Looking at Annie's grandmother, Lorena Bozeman's lineage, I wondered repeatedly about her father's name, John Thomas Bozeman, and how it may have originated. His great grandfather Peter married a widow, Sarah Brown and she named her first son Meade so that may have been her maiden name; then a son was named William Henry and that could have been her father's name; so looking back at the 1790 census of South Carolina, I do find a William Meade and a Thomas Meade so this may be another clue in our mystery of names. We know that William Henry Bozeman might have been the first to name a son John Thomas Bozeman and wonder where the name Thomas came into play.
Digging through mom's letters and cards, I found an article from the newspaper of 1956 that listed Lorena McClain having surgery at Maxwell AFB hospital and later found that grandpa McClain had served in WWI. The article also listed Anne Cochran and family were relocating to Mesa Arizona and it listed her cousin James Duncan was going to San Antonio. These were found in Anne's old blue diaper bag that she used in Mesa AZ and brought back with her to Montgomery Alabama.
Arizana is a small memory in my mind. We had a lot of burritos and enchildas that mom cooked, took pictures in the desert and grand canyon, went swimming in the Verde River, Coonsbluff, and drove thru well lighted mountain tunnels. Most of our friends and neighbors were indian or mexican and we spoke a little spanish that I have long since forgotten. My cousin Frankie Haraughty was a daily playmate since his mom Eunice Cochran lived nearby. We played with, horned toads , strange bugs and creatures of the land and watched the daily irrigation of the fields when our front ditches filled with water every afternoon at 4. Frankie's brother Frances was called Chigger by my dad. Chigger was the one making home movies of us back then.
One of Lorena Bozeman 's distant cousins married a Jordan which is a line leading directly to Pocahontas and some of the Jordans settled in Elmore County. Lorena's uncle Peter Bozeman married a Dillard and that line also connects to Pocahontas.
Cousin Elizabeth helped with the Bozeman lineage as her grandmother Ethel was the sister of my great granny Lorena. Ruby Gibson told me that Charles McClain and Jason Gibson were cousins and we connected their mothers as Broadway children of Abner Broadway and I verified through census records. One of the Gibsons had marched in Governor Wallace's inaugural parade. Ruby also told me that my grandfather Cecil Carter was still in the military when he married my granny Alice McClain but I have not been able to verify.
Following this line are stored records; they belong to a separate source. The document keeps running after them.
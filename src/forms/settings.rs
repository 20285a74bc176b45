//! Email preference form. An unchecked checkbox is simply absent from the
//! request, so every missing field means "off".

use super::{checkbox, lenient_string};
use serde::{Deserialize, Serialize};

/// Raw preference input
#[derive(Debug, Clone, Default, Deserialize)]
pub struct UserSettingsForm {
    /// Checkbox value
    #[serde(default, deserialize_with = "lenient_string")]
    pub weekly_reminder_enabled: Option<String>,
    /// Checkbox value
    #[serde(default, deserialize_with = "lenient_string")]
    pub weekly_summary_enabled: Option<String>,
    /// Checkbox value
    #[serde(default, deserialize_with = "lenient_string")]
    pub monthly_summary_enabled: Option<String>,
    /// Checkbox value
    #[serde(default, deserialize_with = "lenient_string")]
    pub yearly_summary_enabled: Option<String>,
}

/// Cleaned preferences
#[derive(Debug, Clone, Copy, PartialEq, Eq, Serialize)]
pub struct EmailPreferences {
    /// Weekly "log your expenses" nudge
    pub weekly_reminder_enabled: bool,
    /// Seven-day spending summary
    pub weekly_summary_enabled: bool,
    /// Monthly summary
    pub monthly_summary_enabled: bool,
    /// Year in review
    pub yearly_summary_enabled: bool,
}

impl UserSettingsForm {
    /// Reads the four checkboxes. This form has no invalid input.
    #[must_use]
    pub fn clean(&self) -> EmailPreferences {
        EmailPreferences {
            weekly_reminder_enabled: checkbox(self.weekly_reminder_enabled.as_deref()),
            weekly_summary_enabled: checkbox(self.weekly_summary_enabled.as_deref()),
            monthly_summary_enabled: checkbox(self.monthly_summary_enabled.as_deref()),
            yearly_summary_enabled: checkbox(self.yearly_summary_enabled.as_deref()),
        }
    }
}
We do not know if there were any suvivors benefits for Cecil's children as Lorena Bozeman McClain raised them but do know the McClains left Ramer and lived on Highland Avenue for a while. Cecil's adoption records have not been found, but his children knew of his Fenn family and I have contacted some of the Fenn relatives.
Cousin Martha Fenn had only a few blurred pictures of Cecils' siblings and told me where Uncle Frank and Uncle Robert were buried in Coosada, Elmore County, AL.
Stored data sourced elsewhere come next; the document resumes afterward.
//! Email settings, accounts and the category catalog.

use super::{AppState, session::CurrentUser};
use crate::{
    core::{account, category::list_categories, settings},
    entities::{CategoryKind, category, user_settings},
    errors::Result,
    forms::{
        account::{AccountForm, BalanceForm},
        settings::UserSettingsForm,
    },
};
use axum::{
    Json, Router,
    extract::{Path, Query, State},
    http::StatusCode,
    response::{IntoResponse, Response},
    routing::{get, post},
};
use serde::Deserialize;
use serde_json::{Value, json};

/// Routes of this module.
pub fn routes() -> Router<AppState> {
    Router::new()
        .route("/settings", get(show_settings).post(save_settings))
        .route("/accounts", get(list_accounts).post(create_account))
        .route("/accounts/:id/balance", post(record_balance))
        .route("/categories", get(categories))
}

/// GET /settings
pub async fn show_settings(
    State(state): State<AppState>,
    CurrentUser(user): CurrentUser,
) -> Result<Json<user_settings::Model>> {
    settings::get_or_create_settings(&state.db, user.id).await.map(Json)
}

/// POST /settings
pub async fn save_settings(
    State(state): State<AppState>,
    CurrentUser(user): CurrentUser,
    Json(form): Json<UserSettingsForm>,
) -> Result<Json<Value>> {
    let saved = settings::update_settings(&state.db, user.id, form.clean()).await?;
    Ok(Json(json!({
        "success": true,
        "message": "Settings updated successfully!",
        "settings": saved,
    })))
}

/// GET /accounts
pub async fn list_accounts(
    State(state): State<AppState>,
    CurrentUser(user): CurrentUser,
) -> Result<Json<Value>> {
    let accounts = account::get_latest_user_account_balances(&state.db, user.id).await?;
    Ok(Json(json!({ "success": true, "accounts": accounts })))
}

/// POST /accounts
pub async fn create_account(
    State(state): State<AppState>,
    CurrentUser(user): CurrentUser,
    Json(form): Json<AccountForm>,
) -> Result<Response> {
    let input = form.validate()?;
    let created = account::create_account(&state.db, user.id, input).await?;
    Ok((
        StatusCode::CREATED,
        Json(json!({ "success": true, "account_id": created.id })),
    )
        .into_response())
}

/// POST /accounts/:id/balance
pub async fn record_balance(
    State(state): State<AppState>,
    CurrentUser(user): CurrentUser,
    Path(id): Path<i64>,
    Json(form): Json<BalanceForm>,
) -> Result<Json<Value>> {
    let cents = form.validate()?;
    let snapshot = account::record_balance(&state.db, user.id, id, cents).await?;
    Ok(Json(json!({ "success": true, "balance_id": snapshot.id })))
}

/// Query of the category catalog.
#[derive(Debug, Default, Deserialize)]
pub struct CategoryQuery {
    /// `income`, `expense` or `all`
    pub kind: Option<String>,
}

/// GET /categories?kind=
pub async fn categories(
    State(state): State<AppState>,
    CurrentUser(_user): CurrentUser,
    Query(query): Query<CategoryQuery>,
) -> Result<Response> {
    let kind = match query.kind.as_deref() {
        None | Some("" | "all") => None,
        Some(name) => match CategoryKind::from_name(name) {
            Some(kind) => Some(kind),
            None => {
                return Ok((
                    StatusCode::BAD_REQUEST,
                    Json(json!({ "success": false, "error": "Invalid kind" })),
                )
                    .into_response());
            }
        },
    };
    let categories: Vec<category::Model> = list_categories(&state.db, kind).await?;
    Ok(Json(json!({ "success": true, "categories": categories })).into_response())
}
Her brother, my cousin Bob Fenn, talked about his family on the farm there is Coosada.
I found another cousin, Nancy Fenn, in Montgomery, who connects to the Mathew Fenn who owned the plantation in Eufaula.
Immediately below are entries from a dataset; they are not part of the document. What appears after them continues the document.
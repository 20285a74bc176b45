//! Shared test utilities for Clink Finance.
//!
//! Helpers set up an in-memory database and create rows with sensible
//! defaults through the same services the application uses.

use crate::{
    core::{auth, budget, category, transaction, transfer},
    entities::{self, CategoryKind, TransactionType},
    errors::Result,
    forms::{transaction::CleanedTransaction, transfer::CleanedTransfer},
};
use chrono::NaiveDate;
use sea_orm::DatabaseConnection;

/// Password given to every test user.
pub const TEST_PASSWORD: &str = "password123";

/// Creates an in-memory `SQLite` database with all tables initialized.
pub async fn setup_test_db() -> Result<DatabaseConnection> {
    let db = sea_orm::Database::connect("sqlite::memory:").await?;
    crate::config::database::create_tables(&db).await?;
    Ok(db)
}

/// Calendar date shorthand. Panics on an invalid date, tests only.
#[allow(clippy::unwrap_used)]
pub fn date(year: i32, month: u32, day: u32) -> NaiveDate {
    NaiveDate::from_ymd_opt(year, month, day).unwrap()
}

/// Creates a regular user with a settings row.
///
/// # Defaults
/// * email: `{username}@example.com`
/// * password: [`TEST_PASSWORD`]
pub async fn create_test_user(
    db: &DatabaseConnection,
    username: &str,
) -> Result<entities::user::Model> {
    auth::create_user(db, username, &format!("{username}@example.com"), TEST_PASSWORD, false).await
}

/// Creates a transaction without an account.
pub async fn create_test_transaction(
    db: &DatabaseConnection,
    user_id: i64,
    transaction_type: TransactionType,
    category: &str,
    amount_cents: i64,
    date_of_expense: NaiveDate,
) -> Result<entities::transaction::Model> {
    transaction::create_transaction(
        db,
        user_id,
        CleanedTransaction {
            transaction_type,
            category: category.to_string(),
            amount_cents,
            date_of_expense,
            account_id: None,
        },
    )
    .await
}

/// Creates a budget with no carried-over amount.
#[allow(clippy::too_many_arguments)]
pub async fn create_test_budget(
    db: &DatabaseConnection,
    user_id: i64,
    budget_type: TransactionType,
    category: &str,
    amount_cents: i64,
    year: i32,
    month: u32,
    allow_carry_over: bool,
) -> Result<entities::budget::Model> {
    let slot = budget::BudgetSlot {
        user_id,
        category,
        budget_type,
        year,
        month,
    };
    budget::insert_budget(db, &slot, amount_cents, allow_carry_over, 0).await
}

/// Creates a transfer; `None` as destination records used funds.
pub async fn create_test_transfer(
    db: &DatabaseConnection,
    user_id: i64,
    source_budget_id: i64,
    destination_budget_id: Option<i64>,
    amount_cents: i64,
    transfer_date: NaiveDate,
) -> Result<entities::internal_transfer::Model> {
    transfer::create_transfer(
        db,
        user_id,
        CleanedTransfer {
            source_budget_id,
            destination_budget_id,
            amount_cents,
            transfer_date,
            description: String::new(),
        },
    )
    .await
}

/// Creates a catalog category without a vendor tag.
pub async fn create_test_category(
    db: &DatabaseConnection,
    name: &str,
    kind: CategoryKind,
) -> Result<entities::category::Model> {
    category::create_category(db, name, kind, None).await
}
Our great grandfather William Frank Fenn had married Anna Lou Stone and his great grandfather Michael Stone came to Alabama from Maryland. There is a Banister Stone in my McClain / Moon family of South Carolina but I have not made any connection; then my husband's lineage in Tennessee has a Catherine Stone of the Carolinas who married John Baptist Bond.
Michael Stone had married Polly Wells in Putnam, Georgia and they are found on a census living in a Captain John Stone's District. Their son Benjamin Wilburne Stone married Sarah Davies and had Augustus Marvin Stone. Augustus married Mary Ann Hendrick, a daughter of Mary Ann Winters and John Hendrick. The 1850 census of Macon County Alabama shows us Michael living next to son William and son Benjamin with their children's names listed.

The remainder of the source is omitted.